The steps that need to be taken to embrace the Second Chance Act are that evaluation research needs to be continually conducted on the programs funded by the act. It can be said that, “...the systematic use of evaluation research can lead to less bad policy and more good policy” (Mears, 2010, p.7). Fortunately, it seems that the Second Chance Act was written with research-based practices in mind. For instance, in a competitive grant announcement for the Second Chance Act, it was stated that, “Within the context of this initiative, “reentry” is not envisioned to be a specific program but rather an evidence-based process that begins with initial incarceration and ends with successful community reintegration” (Bureau of Justice Assistance, 2009, p.2). Although the Second Chance Act is still “young” and widespread evaluations of its effectiveness on reducing recidivism are premature, some evaluations of the legislation do exist. For instance, D’Amico, Geckler, Henderson-Frakes, Kogan, and Moazed (2013) conducted an interim evaluation of the act and found some problem areas that need to be addressed (e.g. it was found that a challenge of developing strong projects was the coordination of partner services). To practically and successfully implement the programs and services under the Second Chance Act, research needs to continue to take place and programs/projects that have been shown to be successful through this research need to be embraced. Finally, one of the main measurable performance outcomes of the Second Chance Act is the goal of a 50% reduction in recidivism rates after five years of the act’s inception (O’Hear, 2007; Willison et al., 2013). Evaluation research needs to be conducted to see the degree to which this goal is met.

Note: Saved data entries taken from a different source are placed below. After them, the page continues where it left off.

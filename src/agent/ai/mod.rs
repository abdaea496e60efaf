// AI Agent - Minimax with Alpha-Beta Pruning
//
// This module implements the computer opponent: a fixed-depth minimax search
// with alpha-beta pruning over a material-only evaluation.
//
// Key features:
// - Pure function of (position, side, depth); nothing persists between calls
// - Each explored move works on its own board clone
// - Every root move is scored so ties can be broken at random
// - The random source is passed in, so seeded runs are reproducible

mod evaluation;
mod minimax;
mod search;

#[cfg(test)]
mod tests;

pub use evaluation::{evaluate, piece_value};
pub use minimax::{minimax, INFINITY};
pub use search::{best_move, search, SearchResult};
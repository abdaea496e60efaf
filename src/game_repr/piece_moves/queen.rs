use crate::game_repr::{Color, Position, Square, Targets};

impl Position {
    /// Rook rays followed by bishop rays from the same square.
    pub fn queen_moves_into(&self, from: Square, color: Color, moves: &mut Targets) {
        self.rook_moves_into(from, color, moves);
        self.bishop_moves_into(from, color, moves);
    }
}
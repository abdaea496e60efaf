use crate::game_repr::{Color, Position, Square, Targets};

pub const DIAGONALS: [(i8, i8); 4] = [(-1, -1), (-1, 1), (1, -1), (1, 1)];

impl Position {
    pub fn bishop_moves_into(&self, from: Square, color: Color, moves: &mut Targets) {
        self.slide_into(from, color, &DIAGONALS, moves);
    }
}
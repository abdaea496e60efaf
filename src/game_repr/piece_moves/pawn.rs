use crate::game_repr::{Color, Position, Square, Targets};

impl Position {
    // No en passant. Promotion is handled when the move is applied.
    pub fn pawn_moves_into(&self, from: Square, color: Color, moves: &mut Targets) {
        let (forward, start_row): (i8, u8) = match color {
            Color::White => (-1, 6),
            Color::Black => (1, 1),
        };

        if let Some(one) = from.offset(forward, 0) {
            if self.piece_at(one).is_none() {
                moves.push(one);
                if from.row() == start_row {
                    if let Some(two) = from.offset(2 * forward, 0) {
                        if self.piece_at(two).is_none() {
                            moves.push(two);
                        }
                    }
                }
            }
        }

        for dc in [-1, 1] {
            if let Some(target) = from.offset(forward, dc) {
                if matches!(self.piece_at(target), Some(p) if p.color != color) {
                    moves.push(target);
                }
            }
        }
    }
}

Approximately 95% of incarcerated individuals will reenter society at some point (Bureau of Justice Assistance, 2009). Further, it was found that in 2004, 43.3% of prisoners who were released were re-incarcerated within three years (Pew Center on the States, 2011). Many prisoners who are released have substance abuse, mental health, and other problems that hinder them from successfully reentering into society. It seems that it is time to continue to move away from “tough on crime” legislation and embrace rehabilitative-type policies, such as the Second Chance Act. For instance, in recent years, states that have embraced a rehabilitative strategy to reduce recidivism have seen a reduction in recidivism rates. For example, Kansas established earned time credits for individuals who completed educational, vocational, and treatment programs and saw a 15% decline in recidivism rates from 2005 to 2007 (Justice Center, 2012). We can either continue to invest billions of dollars to lock up individuals and temporarily mask the problem or we can focus on rehabilitation and try to actually fix the problem.